What we're reading, December 7, 2016: health insurers provide demands if Republicans repeal Obamacare; women face 20% higher healthcare costs in retirement; and immunotherapies are being considered for sepsis.
As Republicans prepare to repeal and replace the Affordable Care Act under the new administration, health insurers are taking a stand on the issue. According to The New York Times, insurers are asking that the new administration keep rules to encourage young, healthy people to sign up for insurance, and continue to offset some of the cost for low-income people. Without those 2 provisions, the market for individual buyers will become unstable and it will be more difficult for insurers to do business.
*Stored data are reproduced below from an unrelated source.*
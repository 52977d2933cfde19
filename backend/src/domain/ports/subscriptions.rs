//! Driving port for the newsletter.

use async_trait::async_trait;

use crate::domain::{
    EmailAddress, Error, Page, PageRequest, SubscribeOutcome, Subscriber, SubscriberStatus,
    Subscription,
};

#[cfg_attr(test, mockall::automock)]
#[async_trait]
pub trait Subscriptions: Send + Sync {
    /// Subscribe, or re-activate an existing subscriber.
    async fn subscribe(&self, subscription: Subscription) -> Result<SubscribeOutcome, Error>;

    /// Unsubscribe by email. Unknown emails are `not_found`.
    async fn unsubscribe(&self, email: &EmailAddress) -> Result<Subscriber, Error>;

    async fn list(
        &self,
        status: Option<SubscriberStatus>,
        page: PageRequest,
    ) -> Result<Page<Subscriber>, Error>;
}
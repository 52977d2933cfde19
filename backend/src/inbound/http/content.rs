//! Public content: news, research reports, and service material pages.
//!
//! ```text
//! GET /api/v1/content/{kind}?page=&pageSize=
//! GET /api/v1/content/{kind}/{slug}
//! ```

use actix_web::{get, web};

use crate::domain::{Article, ArticleSummary, Error, Page, Slug};
use crate::inbound::http::ApiResult;
use crate::inbound::http::state::HttpState;
use crate::inbound::http::validation::{PageQuery, article_kind};

/// Published articles of one section, most recently published first.
#[utoipa::path(
    get,
    path = "/api/v1/content/{kind}",
    params(
        ("kind" = String, Path, description = "news, report, or material"),
        PageQuery
    ),
    responses(
        (status = 200, description = "Article summaries", body = Page<ArticleSummary>),
        (status = 400, description = "Bad paging parameters", body = Error),
        (status = 404, description = "Unknown section", body = Error)
    ),
    tags = ["content"],
    operation_id = "listContent",
    security([])
)]
#[get("/content/{kind}")]
pub async fn list_content(
    state: web::Data<HttpState>,
    path: web::Path<String>,
    query: web::Query<PageQuery>,
) -> ApiResult<web::Json<Page<ArticleSummary>>> {
    let kind = article_kind(&path)?;
    let page = query.page_request()?;
    Ok(web::Json(state.content.list_published(kind, page).await?))
}

/// One published article with its body.
#[utoipa::path(
    get,
    path = "/api/v1/content/{kind}/{slug}",
    params(
        ("kind" = String, Path, description = "news, report, or material"),
        ("slug" = String, Path, description = "Article slug")
    ),
    responses(
        (status = 200, description = "Article", body = Article),
        (status = 404, description = "No such published article", body = Error)
    ),
    tags = ["content"],
    operation_id = "getContent",
    security([])
)]
#[get("/content/{kind}/{slug}")]
pub async fn get_content(
    state: web::Data<HttpState>,
    path: web::Path<(String, String)>,
) -> ApiResult<web::Json<Article>> {
    let (kind, slug) = path.into_inner();
    let kind = article_kind(&kind)?;
    let slug = Slug::new(&slug)
        .map_err(|_| Error::not_found(format!("no published {kind} named {slug}")))?;
    Ok(web::Json(state.content.published(kind, &slug).await?))
}

#[cfg(test)]
mod tests {
    use crate::domain::{ArticleDraft, NewArticle};
    use crate::inbound::http::test_utils::TestHarness;
    use actix_web::http::StatusCode;
    use actix_web::test as actix_test;
    use serde_json::Value;

    async fn seed(harness: &TestHarness, slug: &str, published: bool) {
        let article = NewArticle::validate(ArticleDraft {
            kind: Some("report".to_owned()),
            slug: Some(slug.to_owned()),
            title: Some(format!("Report {slug}")),
            body: Some("Full text".to_owned()),
            published: Some(published),
            ..ArticleDraft::default()
        })
        .expect("valid article");
        harness.state.content.create(article).await.expect("create article");
    }

    #[actix_web::test]
    async fn lists_only_published_articles_without_bodies() {
        let harness = TestHarness::new();
        seed(&harness, "q1-outlook", true).await;
        seed(&harness, "q2-draft", false).await;
        let app = actix_test::init_service(harness.app()).await;

        let page: Value = actix_test::call_and_read_body_json(
            &app,
            actix_test::TestRequest::get()
                .uri("/api/v1/content/report")
                .to_request(),
        )
        .await;
        assert_eq!(page["total"], 1);
        assert_eq!(page["items"][0]["slug"], "q1-outlook");
        assert!(page["items"][0].get("body").is_none());
    }

    #[actix_web::test]
    async fn unpublished_article_is_not_found() {
        let harness = TestHarness::new();
        seed(&harness, "q2-draft", false).await;
        let app = actix_test::init_service(harness.app()).await;

        let res = actix_test::call_service(
            &app,
            actix_test::TestRequest::get()
                .uri("/api/v1/content/report/q2-draft")
                .to_request(),
        )
        .await;
        assert_eq!(res.status(), StatusCode::NOT_FOUND);
    }

    #[actix_web::test]
    async fn published_article_includes_body() {
        let harness = TestHarness::new();
        seed(&harness, "q1-outlook", true).await;
        let app = actix_test::init_service(harness.app()).await;

        let article: Value = actix_test::call_and_read_body_json(
            &app,
            actix_test::TestRequest::get()
                .uri("/api/v1/content/report/q1-outlook")
                .to_request(),
        )
        .await;
        assert_eq!(article["body"], "Full text");
        assert_eq!(article["published"], true);
    }

    #[actix_web::test]
    async fn unknown_section_is_not_found() {
        let harness = TestHarness::new();
        let app = actix_test::init_service(harness.app()).await;
        let res = actix_test::call_service(
            &app,
            actix_test::TestRequest::get()
                .uri("/api/v1/content/podcasts")
                .to_request(),
        )
        .await;
        assert_eq!(res.status(), StatusCode::NOT_FOUND);
    }

    #[actix_web::test]
    async fn out_of_range_page_size_is_a_bad_request() {
        let harness = TestHarness::new();
        let app = actix_test::init_service(harness.app()).await;
        let res = actix_test::call_service(
            &app,
            actix_test::TestRequest::get()
                .uri("/api/v1/content/news?pageSize=101")
                .to_request(),
        )
        .await;
        assert_eq!(res.status(), StatusCode::BAD_REQUEST);
    }
}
Women need to save more money for healthcare in retirement. With women expected to live, on average, 2 years longer than men, they face healthcare costs in retirement that are 20% higher than those of men, according to The Wall Street Journal. The projections for healthcare costs in retirement understate the cost of care for people with high incomes—who pay surcharges on Medicare premiums—and healthy individuals—who live longer and pay higher lifetime medical bills. The projection doesn’t take into account the potential costs of long-term care.
Immunotherapies are breaking out of the cancer space. STAT reported that drug makers are looking at using an immunotherapy drug to treat sepsis. Bristol-Myers Squibb is running trials of 2 immunotherapies—nivolumab, which is already approved to treat cancer, and BMS-936559—to treat sepsis. Revimmune is running a trial of interleukin-7, which has previously been tested in cancer and HIV.